げたばきヘルパーの場合は、常勤ヘルパーの指示で動き、何かあれば常勤ヘルパーにつなげばよいので、責任の大きさが違います。ですから、同じ仕事をしていてもげたばきヘルパーのときは精神的なプレッシャーがなく、気分的にはとても楽でした。

——南雲さんはいつまでげたばきヘルパーをされていたのですか。

71歳までやっていて、2年前に主人が亡くなったのをきっかけに辞めました。家では田んぼと花きの栽培をしているのですが、それも私が回していかなくてはならなくなり、気持ち的にも余裕が持てないな、と。それまでは週2~3回、30分~1時間くらいで仕事しており、「お昼ご飯を用意して置いてくる」といったサービスを利用している方のお宅をまわっていました。

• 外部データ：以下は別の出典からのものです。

//! dutlib CLI: calibration planning for device libraries.
//!
//! Reads a device manifest and reports which open and short structure, and
//! which of their datasets, each device would be de-embedded with.

mod manifest;
mod output;

use anyhow::{Context, Result};
use clap::{Parser, Subcommand};
use lib_deembed::{load_config, DcOptions, FilterFlags};
use lib_dut::{Kelvin, MeasurementKey};
use std::path::{Path, PathBuf};
use tracing_subscriber::{fmt, prelude::*, EnvFilter};

#[derive(Parser)]
#[command(name = "dutlib")]
#[command(author, version, about, long_about = None)]
struct Cli {
    /// Enable verbose output
    #[arg(short, long, action = clap::ArgAction::Count)]
    verbose: u8,

    /// Output format
    #[arg(short, long, default_value = "text")]
    format: OutputFormat,

    #[command(subcommand)]
    command: Commands,
}

#[derive(Clone, Copy, Debug, Default, clap::ValueEnum)]
enum OutputFormat {
    #[default]
    Text,
    Json,
}

#[derive(Clone, Copy, Debug, Default, PartialEq, Eq, clap::ValueEnum)]
enum CorrectionSelect {
    Ac,
    Dc,
    #[default]
    Both,
}

#[derive(Subcommand)]
enum Commands {
    /// Plan calibration assignment for the devices of a manifest
    Plan {
        /// Path to the device manifest (TOML or JSON)
        manifest: PathBuf,

        /// Library configuration file, overriding the manifest's settings
        #[arg(short, long)]
        config: Option<PathBuf>,

        /// Which correction to plan
        #[arg(long, default_value = "both")]
        correction: CorrectionSelect,

        /// Pair by drawn width
        #[arg(long)]
        width: bool,

        /// Pair by drawn length
        #[arg(long)]
        length: bool,

        /// Pair by de-embedding name
        #[arg(long)]
        name: bool,

        /// Short structures to use for DC (default: all shorts)
        #[arg(long = "short")]
        shorts: Vec<String>,

        /// Reference temperature in K (default: from configuration)
        #[arg(long)]
        t_ref: Option<f64>,
    },

    /// Show how a measurement key is parsed
    ParseKey {
        /// Measurement key, e.g. T300K/freq_vbc
        key: String,
    },
}

fn main() -> Result<()> {
    let cli = Cli::parse();

    // Initialize logging
    let filter = match cli.verbose {
        0 => "warn",
        1 => "info",
        2 => "debug",
        _ => "trace",
    };

    tracing_subscriber::registry()
        .with(fmt::layer().with_writer(std::io::stderr))
        .with(EnvFilter::try_from_default_env().unwrap_or_else(|_| EnvFilter::new(filter)))
        .init();

    match cli.command {
        Commands::Plan {
            manifest,
            config,
            correction,
            width,
            length,
            name,
            shorts,
            t_ref,
        } => {
            let flags = FilterFlags::new(width, length, name);
            let request = PlanRequest {
                correction,
                flags: flags.any().then_some(flags),
                shorts,
                t_ref,
            };
            run_plan(&manifest, config.as_deref(), &request, cli.format)?;
        }
        Commands::ParseKey { key } => {
            parse_key(&key, cli.format)?;
        }
    }

    Ok(())
}

struct PlanRequest {
    correction: CorrectionSelect,
    /// Filters from the command line; configuration filters otherwise.
    flags: Option<FilterFlags>,
    shorts: Vec<String>,
    t_ref: Option<f64>,
}

fn plan_report(
    manifest: &manifest::Manifest,
    config_path: Option<&Path>,
    request: &PlanRequest,
) -> Result<output::PlanReport> {
    let config = match config_path {
        Some(path) => {
            tracing::info!("Loading configuration from {:?}", path);
            load_config(path)?
        }
        None => manifest.library.clone().unwrap_or_default(),
    };
    let filters = request.flags.unwrap_or(config.filters);

    let mut options = DcOptions::from_config(&config).with_filters(filters);
    if let Some(t_ref) = request.t_ref {
        options = options.with_t_ref(Kelvin(t_ref));
    }
    if !request.shorts.is_empty() {
        options = options.with_shorts(request.shorts.iter().cloned());
    }

    let lib = manifest::build_library(manifest, config)?;

    let mut report = output::PlanReport::default();
    if request.correction != CorrectionSelect::Dc {
        report.ac = Some(lib.plan_ac(filters, None).context("AC planning failed")?);
    }
    if request.correction != CorrectionSelect::Ac {
        report.dc = Some(lib.plan_dc(&options).context("DC planning failed")?);
    }
    Ok(report)
}

fn run_plan(
    manifest_path: &Path,
    config_path: Option<&Path>,
    request: &PlanRequest,
    format: OutputFormat,
) -> Result<()> {
    tracing::info!("Loading manifest from {:?}", manifest_path);

    let manifest = manifest::load_manifest(manifest_path)?;
    let report = plan_report(&manifest, config_path, request)?;

    let stdout = std::io::stdout();
    output::write_plan(&mut stdout.lock(), &report, format)?;
    Ok(())
}

fn parse_key(key: &str, format: OutputFormat) -> Result<()> {
    let parsed = MeasurementKey::parse(key);
    let stdout = std::io::stdout();
    output::write_key(&mut stdout.lock(), &parsed, format)?;
    Ok(())
}

#[cfg(test)]
mod tests {
    use super::*;
    use manifest::{DeviceEntry, Manifest};
    use lib_deembed::DeembedConfig;
    use lib_dut::DutType;

    fn entry(name: &str, dut_type: DutType, deemb_name: &str, keys: &[&str]) -> DeviceEntry {
        DeviceEntry {
            name: name.to_string(),
            dut_type,
            width_um: Some(0.5),
            length_um: None,
            contact_config: None,
            deemb_name: Some(deemb_name.to_string()),
            wafer: None,
            die: None,
            ndevices: 1,
            keys: keys.iter().map(|k| k.to_string()).collect(),
        }
    }

    fn manifest() -> Manifest {
        Manifest {
            library: Some(
                DeembedConfig::default()
                    .with_ac_filter("freq", "ac")
                    .with_dc_filter("gummel", "dc"),
            ),
            devices: vec![
                entry("Q1", DutType::NPN, "A", &["T300K/freq_vbc", "T300K/fgummel"]),
                entry("O_A", DutType::DEEM_OPEN_BJT, "A", &["T300K/ac"]),
                entry("O_B", DutType::DEEM_OPEN_BJT, "B", &["T300K/ac"]),
                entry("S_A", DutType::DEEM_SHORT_BJT, "A", &["T300K/ac", "T300K/dc", "T400K/dc"]),
                entry("S_B", DutType::DEEM_SHORT_BJT, "B", &["T300K/ac", "T300K/dc"]),
            ],
            ..Manifest::default()
        }
    }

    fn request(flags: Option<FilterFlags>) -> PlanRequest {
        PlanRequest {
            correction: CorrectionSelect::Both,
            flags,
            shorts: Vec::new(),
            t_ref: None,
        }
    }

    #[test]
    fn test_plan_by_name() {
        let report = plan_report(&manifest(), None, &request(Some(FilterFlags::new(false, false, true)))).unwrap();
        let ac = report.ac.unwrap();
        assert_eq!(ac[0].open, "O_A");
        assert_eq!(ac[0].keys[0].short_key, "T300K/ac");

        let dc = report.dc.unwrap();
        assert_eq!(dc[0].short.as_deref(), Some("S_A"));
        assert_eq!(dc[0].keys[0].short_key.as_deref(), Some("T300K/dc"));
        assert!(dc[0].keys[0].at_reference);
    }

    #[test]
    fn test_plan_without_filters_fails() {
        let err = plan_report(&manifest(), None, &request(None)).unwrap_err();
        assert!(format!("{:#}", err).contains("AC planning failed"));
    }

    #[test]
    fn test_plan_dc_with_explicit_short() {
        let mut req = request(None);
        req.correction = CorrectionSelect::Dc;
        req.shorts = vec!["S_B".to_string()];
        let report = plan_report(&manifest(), None, &req).unwrap();
        assert!(report.ac.is_none());
        assert_eq!(report.dc.unwrap()[0].short.as_deref(), Some("S_B"));
    }
}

——げたばきヘルパーの制度は全国的にも注目されました。

栄村は大雪が降る地域ですから、遠くから介護に来てもらうのは困難です。そうなると、いざというときに介護を必要とする人に適切な介護サービスが提供できません。利用者の近くに介護者がいるという状況をつくるため、げたばきヘルパーの養成が始まりました。制度が始まった2000年頃は100名以上のげたばきヘルパーがいたのですが、介護する側も高齢化していて数年前からはだんだんと数が減ってきています。

介護保険制度で変わった介護の現場

——長年、介護の現場に携わられてきて、昔と今とで変わったところはありますか。

介護保険が始まる前は、訪問先で色々な話ができていました。ヘルパーを始めて3年後くらいに制度が始まったのですが、介護保険では時間が制限されてしまうので、掃除して、洗濯して、食事をつくって、とやっているうちに時間がぎりぎりになってしまい、じっくりコミュニケーションをとる時間が持てなくなりました。その意味では措置制度(※2)の時代が懐かしいですね。措置の頃は訪問先の家の方から色んな話を聞いたりして、2時間くらいかけて生活援助をしたこともありました。

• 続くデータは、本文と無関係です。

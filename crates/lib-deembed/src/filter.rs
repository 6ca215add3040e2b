//! Attribute comparison between a device and a calibration candidate.

use crate::error::{DeembedError, DeembedResult};
use lib_dut::{Device, Meters};
use serde::{Deserialize, Serialize};

/// Compares one attribute of a device with the same attribute of a
/// calibration structure.
#[derive(Clone, Debug, PartialEq)]
pub enum AttributeComparator {
    /// Drawn length, within rtol/atol 1e-8.
    ByLength,
    /// Drawn width, within rtol/atol 1e-8.
    ByWidth,
    /// `deemb_name`, exact string equality.
    ByName,
    /// Every sub-comparator must pass.
    CompositeAnd(Vec<AttributeComparator>),
}

impl AttributeComparator {
    /// Name and length together, the most common pairing in practice.
    pub fn length_and_name() -> Self {
        Self::CompositeAnd(vec![Self::ByName, Self::ByLength])
    }

    /// True if `candidate` matches `device` on the compared attribute(s).
    pub fn filter<D>(&self, device: &Device<D>, candidate: &Device<D>) -> DeembedResult<bool> {
        match self {
            Self::ByLength => geometry_matches("length", device, candidate, |d| d.length),
            Self::ByWidth => geometry_matches("width", device, candidate, |d| d.width),
            Self::ByName => Ok(device.deemb_name() == candidate.deemb_name()),
            Self::CompositeAnd(filters) => {
                for f in filters {
                    if !f.filter(device, candidate)? {
                        return Ok(false);
                    }
                }
                Ok(true)
            }
        }
    }
}

fn geometry_matches<D>(
    attribute: &str,
    device: &Device<D>,
    candidate: &Device<D>,
    get: impl Fn(&Device<D>) -> Option<Meters>,
) -> DeembedResult<bool> {
    let missing = |name: &str| {
        DeembedError::configuration(format!(
            "the property '{}' does not exist on device '{}'",
            attribute, name
        ))
    };
    let dev = get(device).ok_or_else(|| missing(&device.name))?;
    let cand = get(candidate).ok_or_else(|| missing(&candidate.name))?;
    Ok(dev.matches(cand))
}

/// Which attribute filters are switched on.
#[derive(Clone, Copy, Debug, Default, PartialEq, Eq, Serialize, Deserialize)]
pub struct FilterFlags {
    #[serde(default)]
    pub width: bool,
    #[serde(default)]
    pub length: bool,
    #[serde(default)]
    pub name: bool,
}

impl FilterFlags {
    pub fn new(width: bool, length: bool, name: bool) -> Self {
        Self {
            width,
            length,
            name,
        }
    }

    /// At least one filter enabled.
    pub fn any(&self) -> bool {
        self.width || self.length || self.name
    }

    /// Composite comparator of the enabled filters, `None` if none is on.
    pub fn comparator(&self) -> Option<AttributeComparator> {
        let mut filters = Vec::new();
        if self.name {
            filters.push(AttributeComparator::ByName);
        }
        if self.width {
            filters.push(AttributeComparator::ByWidth);
        }
        if self.length {
            filters.push(AttributeComparator::ByLength);
        }
        match filters.len() {
            0 => None,
            1 => filters.pop(),
            _ => Some(AttributeComparator::CompositeAnd(filters)),
        }
    }
}
//! # lib-deembed
//!
//! Calibration-structure resolution and AC/DC de-embedding for DUT libraries.
//!
//! This crate provides:
//! - Attribute filters pairing devices with open and short structures
//! - A resolver picking exactly one calibration structure per device
//! - Open-short AC correction and metallization-resistance DC correction
//! - `DutLib`, which runs each correction at most once over its devices
//!
//! The numeric corrections belong to the dataset type; see
//! [`lib_dut::MeasurementData`].

pub mod error;
pub mod state;
pub mod filter;
pub mod key_filter;
pub mod resolver;
pub mod ac;
pub mod dc;
pub mod config;
pub mod progress;
pub mod library;

#[cfg(test)]
pub(crate) mod testing;

pub use error::{CalibrationKind, DeembedError, DeembedResult};
pub use state::{Correction, LibraryState};
pub use filter::{AttributeComparator, FilterFlags};
pub use key_filter::KeyFilterPair;
pub use resolver::{AcOverride, AcPair, CalibrationResolver};
pub use ac::{deembed_device_ac, plan_ac_keys, KeySelection};
pub use dc::{deembed_device_dc, plan_dc_keys, DatasetOverride, DcKeySelection, DcOptions, ShortOverride};
pub use config::{load_config, DeembedConfig};
pub use progress::{LogProgress, NoProgress, ProgressObserver};
pub use library::{AcPlanEntry, DcPlanEntry, DutLib};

——介護の現場から離れて2年ほど経つとのことですが、現在はどんな暮らしをされていますか。

私のところは農家なので、主に田んぼや花きの仕事をしています。田んぼは一町(1ha)ほどあるのですが、息子3人に手伝ってもらいながらなんとか農作業にも慣れてきました。

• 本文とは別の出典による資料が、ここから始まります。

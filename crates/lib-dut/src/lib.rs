//! # lib-dut
//!
//! Core type definitions for the DUT library.
//!
//! This crate provides the records every other crate works on:
//! - Physical units with compile-time safety
//! - The device-type flag set and its subtype test
//! - Measurement keys with their encoded temperature
//! - Device records holding keyed datasets
//! - The contract datasets implement for AC/DC correction

pub mod units;
pub mod dut_type;
pub mod key;
pub mod device;
pub mod dataset;
pub mod error;

pub use units::*;
pub use dut_type::{DutType, UnknownDutType};
pub use key::{get_key_temperature, KeyTemperature, MeasurementKey};
pub use device::Device;
pub use dataset::{AcContext, MeasurementData, ResistanceRecord};
pub use error::{DataError, DataResult, KeyError, KeyResult};
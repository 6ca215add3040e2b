//! Device library with one-shot AC and DC correction.
//!
//! Calibration structures are assigned to every device before the first one
//! is touched, so assignment errors leave the library unchanged. Devices are
//! then corrected one after another in insertion order. The first data
//! failure aborts the batch: devices before it stay corrected, devices after
//! it stay raw, and the correction is not marked as done.

use crate::ac::{deembed_device_ac, plan_ac_keys, KeySelection};
use crate::config::DeembedConfig;
use crate::dc::{deembed_device_dc, plan_dc_keys, DcKeySelection, DcOptions};
use crate::error::{CalibrationKind, DeembedError, DeembedResult};
use crate::filter::FilterFlags;
use crate::key_filter::KeyFilterPair;
use crate::progress::{LogProgress, ProgressObserver};
use crate::resolver::{AcOverride, CalibrationResolver};
use crate::state::{Correction, LibraryState};
use lib_dut::{Device, DutType, MeasurementData, ResistanceRecord};
use serde::Serialize;
use std::cmp::Ordering;

/// Devices other than the one being corrected.
struct Others<'a, D> {
    before: &'a [Device<D>],
    after: &'a [Device<D>],
    target: usize,
}

impl<'a, D> Others<'a, D> {
    fn get(&self, index: usize) -> DeembedResult<&'a Device<D>> {
        let found = match index.cmp(&self.target) {
            Ordering::Less => self.before.get(index),
            Ordering::Greater => self.after.get(index - self.target - 1),
            Ordering::Equal => {
                return Err(DeembedError::configuration(format!(
                    "device #{} cannot serve as its own calibration structure",
                    index
                )))
            }
        };
        found.ok_or_else(|| DeembedError::UnknownDevice(format!("#{}", index)))
    }
}

/// Mutable access to device `target` next to shared access to the rest.
fn split_target<D>(duts: &mut [Device<D>], target: usize) -> Option<(&mut Device<D>, Others<'_, D>)> {
    if target >= duts.len() {
        return None;
    }
    let (before, rest) = duts.split_at_mut(target);
    let (dut, after) = rest.split_first_mut()?;
    Some((
        dut,
        Others {
            before: &*before,
            after: &*after,
            target,
        },
    ))
}

/// Calibration assignment of one device for AC correction.
#[derive(Clone, Debug, PartialEq, Eq, Serialize)]
pub struct AcPlanEntry {
    pub device: String,
    pub open: String,
    pub short: String,
    pub keys: Vec<KeySelection>,
}

/// Calibration assignment of one device for DC correction.
#[derive(Clone, Debug, PartialEq, Eq, Serialize)]
pub struct DcPlanEntry {
    pub device: String,

    /// `None` when a structure override supplies the resistances on its own.
    pub short: Option<String>,
    pub keys: Vec<DcKeySelection>,
}

/// Collection of devices and calibration structures.
pub struct DutLib<D> {
    duts: Vec<Device<D>>,
    config: DeembedConfig,
    ac_filters: Vec<KeyFilterPair>,
    dc_filters: Vec<KeyFilterPair>,
    state: LibraryState,
    dut_ref: Option<String>,
    progress: Box<dyn ProgressObserver>,

    pub wafer: Option<String>,
    pub date_tapeout: Option<String>,
    pub date_received: Option<String>,
}

impl<D> DutLib<D> {
    /// Create an empty library. Key patterns are compiled here.
    pub fn new(config: DeembedConfig) -> DeembedResult<Self> {
        let ac_filters = KeyFilterPair::compile_all(&config.ac_filter_names)?;
        let dc_filters = KeyFilterPair::compile_all(&config.dc_filter_names)?;
        Ok(Self {
            duts: Vec::new(),
            config,
            ac_filters,
            dc_filters,
            state: LibraryState::default(),
            dut_ref: None,
            progress: Box::new(LogProgress),
            wafer: None,
            date_tapeout: None,
            date_received: None,
        })
    }

    /// Replace the progress observer.
    pub fn with_progress(mut self, observer: impl ProgressObserver + 'static) -> Self {
        self.progress = Box::new(observer);
        self
    }

    pub fn config(&self) -> &DeembedConfig {
        &self.config
    }

    pub fn state(&self) -> LibraryState {
        self.state
    }

    pub fn is_deembedded_ac(&self) -> bool {
        self.state.is_done(Correction::Ac)
    }

    pub fn is_deembedded_dc(&self) -> bool {
        self.state.is_done(Correction::Dc)
    }

    /// Add one device. Names must be unique and the library must not be
    /// corrected yet.
    pub fn add_dut(&mut self, dut: Device<D>) -> DeembedResult<()> {
        if !self.state.accepts_devices() {
            return Err(DeembedError::Locked);
        }
        if self.duts.iter().any(|d| d.name == dut.name) {
            return Err(DeembedError::DuplicateDevice(dut.name));
        }
        tracing::debug!("Adding device {} ({})", dut.name, dut.dut_type);
        self.duts.push(dut);
        Ok(())
    }

    /// Add several devices, stopping at the first rejected one.
    pub fn add_duts(&mut self, duts: impl IntoIterator<Item = Device<D>>) -> DeembedResult<()> {
        for dut in duts {
            self.add_dut(dut)?;
        }
        Ok(())
    }

    /// Hide a device from iteration, lookup and correction.
    pub fn ignore(&mut self, name: impl Into<String>) {
        let name = name.into();
        if !self.config.ignore_duts.contains(&name) {
            self.config.ignore_duts.push(name);
        }
    }

    fn resolver(&self) -> CalibrationResolver<'_, D> {
        CalibrationResolver::new(&self.duts, &self.config.ignore_duts)
    }

    /// Devices whose type is a subtype of any of `types`, in insertion order.
    pub fn find_devices(&self, types: &[DutType]) -> Vec<&Device<D>> {
        self.resolver()
            .find_devices(types)
            .into_iter()
            .map(|i| &self.duts[i])
            .collect()
    }

    pub fn get(&self, name: &str) -> Option<&Device<D>> {
        self.resolver().find_by_name(name).map(|i| &self.duts[i])
    }

    /// Visible devices in insertion order.
    pub fn iter(&self) -> Iter<'_, D> {
        Iter {
            inner: self.duts.iter(),
            ignore: &self.config.ignore_duts,
        }
    }

    /// Designate the device whose resistance record DC correction returns.
    pub fn set_dut_ref(&mut self, name: &str) -> DeembedResult<()> {
        if self.get(name).is_none() {
            return Err(DeembedError::UnknownDevice(name.to_string()));
        }
        self.dut_ref = Some(name.to_string());
        Ok(())
    }

    pub fn dut_ref(&self) -> DeembedResult<&Device<D>> {
        let name = self
            .dut_ref
            .as_deref()
            .ok_or_else(|| DeembedError::UnknownDevice("<reference device not set>".to_string()))?;
        self.get(name)
            .ok_or_else(|| DeembedError::UnknownDevice(name.to_string()))
    }

    /// Devices to correct plus all opens and shorts, or `None` if no device
    /// needs AC correction.
    fn ac_candidates(&self) -> DeembedResult<Option<(Vec<usize>, Vec<usize>, Vec<usize>)>> {
        self.state.ensure_pending(Correction::Ac)?;
        let resolver = self.resolver();
        let devices = resolver.find_devices(&self.config.deem_types);
        let Some(&first) = devices.first() else {
            tracing::warn!("No devices in library require AC de-embedding");
            return Ok(None);
        };

        let opens = resolver.find_devices(&[DutType::FLAG_OPEN]);
        let shorts = resolver.find_devices(&[DutType::FLAG_SHORT]);
        let dev = &self.duts[first];
        if opens.is_empty() {
            return Err(DeembedError::missing(&dev.name, CalibrationKind::Open, dev.deemb_name(), Vec::new()));
        }
        if shorts.is_empty() {
            return Err(DeembedError::missing(&dev.name, CalibrationKind::Short, dev.deemb_name(), Vec::new()));
        }
        Ok(Some((devices, opens, shorts)))
    }

    /// Devices to correct plus the short candidates, or `None` if no device
    /// needs DC correction.
    fn dc_candidates(&self, options: &DcOptions<'_, D>) -> DeembedResult<Option<(Vec<usize>, Vec<usize>)>> {
        self.state.ensure_pending(Correction::Dc)?;
        options.validate()?;
        let resolver = self.resolver();
        let devices = resolver.find_devices(&self.config.deem_types);
        let Some(&first) = devices.first() else {
            tracing::warn!("No devices in library require DC de-embedding");
            return Ok(None);
        };

        let shorts = match &options.shorts {
            Some(names) => names
                .iter()
                .map(|n| {
                    resolver
                        .find_by_name(n)
                        .ok_or_else(|| DeembedError::UnknownDevice(n.clone()))
                })
                .collect::<DeembedResult<Vec<_>>>()?,
            None => resolver.find_devices(&[DutType::FLAG_SHORT]),
        };
        if shorts.is_empty() && options.override_dut.is_none() {
            let dev = &self.duts[first];
            return Err(DeembedError::missing(&dev.name, CalibrationKind::Short, dev.deemb_name(), Vec::new()));
        }
        Ok(Some((devices, shorts)))
    }

    /// Resolved open and short plus the selected keys of every device that
    /// needs AC correction. Nothing is modified.
    pub fn plan_ac(
        &self,
        filters: FilterFlags,
        override_fn: Option<&AcOverride<'_, D>>,
    ) -> DeembedResult<Vec<AcPlanEntry>> {
        let Some((devices, opens, shorts)) = self.ac_candidates()? else {
            return Ok(Vec::new());
        };
        let resolver = self.resolver();

        let mut plan = Vec::with_capacity(devices.len());
        for index in devices {
            let pair = resolver.resolve_ac(index, &opens, &shorts, filters, override_fn)?;
            let (dut, open, short) = (&self.duts[index], &self.duts[pair.open], &self.duts[pair.short]);
            plan.push(AcPlanEntry {
                device: dut.name.clone(),
                open: open.name.clone(),
                short: short.name.clone(),
                keys: plan_ac_keys(dut, open, short, &self.ac_filters)?,
            });
        }
        Ok(plan)
    }

    /// Resolved short plus the selected keys of every device that needs DC
    /// correction. Nothing is modified.
    pub fn plan_dc(&self, options: &DcOptions<'_, D>) -> DeembedResult<Vec<DcPlanEntry>> {
        let Some((devices, shorts)) = self.dc_candidates(options)? else {
            return Ok(Vec::new());
        };
        let resolver = self.resolver();
        let structure_override = options.override_dut.is_some();

        let mut plan = Vec::with_capacity(devices.len());
        for index in devices {
            let dut = &self.duts[index];
            let short = resolver
                .resolve_dc(index, &shorts, options.filters, structure_override)?
                .map(|i| &self.duts[i]);
            plan.push(DcPlanEntry {
                device: dut.name.clone(),
                short: short.map(|s| s.name.clone()),
                keys: plan_dc_keys(dut, short, &self.dc_filters, structure_override, options.t_ref)?,
            });
        }
        Ok(plan)
    }
}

また、ここ1年半くらいは要介護度4の義父の介護もしていました。その義父が1週間ほど前に特養(特別養護老人ホーム)に入ったのですが、手が空いたところでもう一度何か役に立てることをしてみたいと考え始めています。以前のように、家とは別のところで人のために仕事をする時間があってもよいのかな、と。そう思えるのも、気持ちに余裕が出てきたからなのでしょうね。ただ、94歳の義母がいるので、義母の状況次第というのもあります。今は自立していますが、今後どうなるかわかりませんので。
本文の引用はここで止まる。